With or without La Russa, the Sox have their work cut out for them in these final three weeks as they attempt to catch the Cleveland Guardians while staying ahead of the plunging Minnesota Twins.
“We’ve obviously created a bit of a deficit for ourselves for the first 5½ months, but we’re fortunate our fate still lies in our own hands,” Hahn said. “If we continue to play over the next three weeks the way we have over the last week-plus or two weeks, it’s going to be a real interesting stretch here for us.”
It’s going to be interesting either way, and winning without La Russa in the dugout has added to the intrigue. The fate of the Sox season could rest in the hands of doctors who will decide whether he can return.
It has to be difficult for La Russa to come this far and be forced to become a spectator while medical experts make the call. He tried watching games from suites as an executive in Arizona, Boston and Anaheim after retiring as manager of the St. Louis Cardinals in 2011, but he didn’t enjoy being out of the decision-making process once the games began.
When Chairman Jerry Reinsdorf called after the 2020 playoff loss and asked La Russa to return to the Sox dugout, it was a no-brainer. The team was on the doorstep of big things, and all he would have to do was push a few buttons to get back to the World Series.

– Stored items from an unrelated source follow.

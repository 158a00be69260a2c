//! Session-layer error kinds. None of these are fatal to
//! the process — they are always scoped to the one session that raised
//! them and are surfaced here only for logging/instrumentation; the
//! corresponding policy (logout, reject, silent disconnect, ...) is
//! already carried out by the state machine before the error is logged.

use thiserror::Error;

#[derive(Debug, Error, Clone, PartialEq, Eq)]
pub enum SessionError {
    #[error("BeginString mismatch")]
    InvalidBeginString,

    #[error("MsgSeqNum {received} below expected {expected}")]
    LowSequenceNumber { expected: u64, received: u64 },

    #[error("message has no MsgSeqNum")]
    MissingSequenceNumber,

    #[error("SendingTime outside the accuracy window")]
    SendingTimeOutOfWindow,

    #[error("required tag missing: {0}")]
    RequiredTagMissing(u32),

    #[error("SequenceReset NewSeqNo is invalid")]
    InvalidSequenceReset,

    #[error("negative heartbeat interval")]
    NegativeHeartbeat,

    #[error("authentication failed")]
    AuthenticationFailed,
}
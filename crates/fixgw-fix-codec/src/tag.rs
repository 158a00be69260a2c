//! FIX tag numbers used by the session layer.
//!
//! Only the tags the decoder and builder actually touch are named here; a
//! full data-dictionary of every FIX 4.x tag is the job of the (external)
//! code-generation collaborator, not this crate.

pub const BEGIN_STRING: u32 = 8;
pub const BODY_LENGTH: u32 = 9;
pub const MSG_TYPE: u32 = 35;
pub const SENDER_COMP_ID: u32 = 49;
pub const TARGET_COMP_ID: u32 = 56;
pub const SENDER_SUB_ID: u32 = 50;
pub const MSG_SEQ_NUM: u32 = 34;
pub const SENDING_TIME: u32 = 52;
pub const ORIG_SENDING_TIME: u32 = 122;
pub const POSS_DUP_FLAG: u32 = 43;
pub const POSS_RESEND: u32 = 97;
pub const CHECKSUM: u32 = 10;

pub const ENCRYPT_METHOD: u32 = 98;
pub const HEARTBT_INT: u32 = 108;
pub const USERNAME: u32 = 553;
pub const PASSWORD: u32 = 554;

pub const TEST_REQ_ID: u32 = 112;

pub const NEW_SEQ_NO: u32 = 36;
pub const GAP_FILL_FLAG: u32 = 123;

pub const REF_SEQ_NUM: u32 = 45;
pub const REF_TAG_ID: u32 = 371;
pub const REF_MSG_TYPE: u32 = 372;
pub const SESSION_REJECT_REASON: u32 = 373;
pub const TEXT: u32 = 58;

pub const BEGIN_SEQ_NO: u32 = 7;
pub const END_SEQ_NO: u32 = 16;

/// MsgType (35) values for the fixed set of session-layer messages.
pub mod msg_type {
    pub const HEARTBEAT: &str = "0";
    pub const TEST_REQUEST: &str = "1";
    pub const RESEND_REQUEST: &str = "2";
    pub const REJECT: &str = "3";
    pub const SEQUENCE_RESET: &str = "4";
    pub const LOGOUT: &str = "5";
    pub const LOGON: &str = "A";
}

Of course things haven’t worked out as planned, and many fans hold La Russa accountable. That’s why acting manager Miguel Cairo has been treated like a conquering hero on the South Side only two weeks into his job. The revelation that he laid into his players in a fiery clubhouse speech after losing his first game ingratiated Cairo even more with Sox fans. They’ve been waiting for La Russa to do it all year.
It’s hard to imagine La Russa watching his team from above and not itching to get back. He was unavailable to speak to the media, which is probably for the best, as everyone knows we’re harmful to a manager’s health.
But La Russa is helpless until doctors clear him. And even that might not be enough for him to return to the dugout, as Hahn confirmed when asked if the doctors had the final say or if other factors would be involved.
“It’s a conversation once we get to that point,” Hahn said. “But we’re not at that point. So for now, it’s just taking it day by day and following the lead of the medical professionals and talking to Tony. I talked to Tony five minutes before I called into this call. Talked about how he was, and he was happy to be around.
“(He) pointed out that the one game he’s been to in the last couple weeks, (Sunday) in Oakland, we lost. He was taking that hard. And I tried to point out there’s a little difference between causation and correlation. ‘Let’s see how tonight goes, Skip.’ But he’s fine to watch the games (from a suite).”
There are worse places to watch a game, with free food, desserts and a TV that can be switched to the Guardians game. For Wednesday’s afternoon game, I’d suggest La Russa get in some steps with a brisk walk around the concourse. He might even be encouraged by Sox fans to return to the dugout.
Or not. Who knows?
What we do know is the Sox are hanging on, their recovering manager is hanging in and their general manager is hanging fire until the doctors make their decision.
No one said being a Sox fan was easy.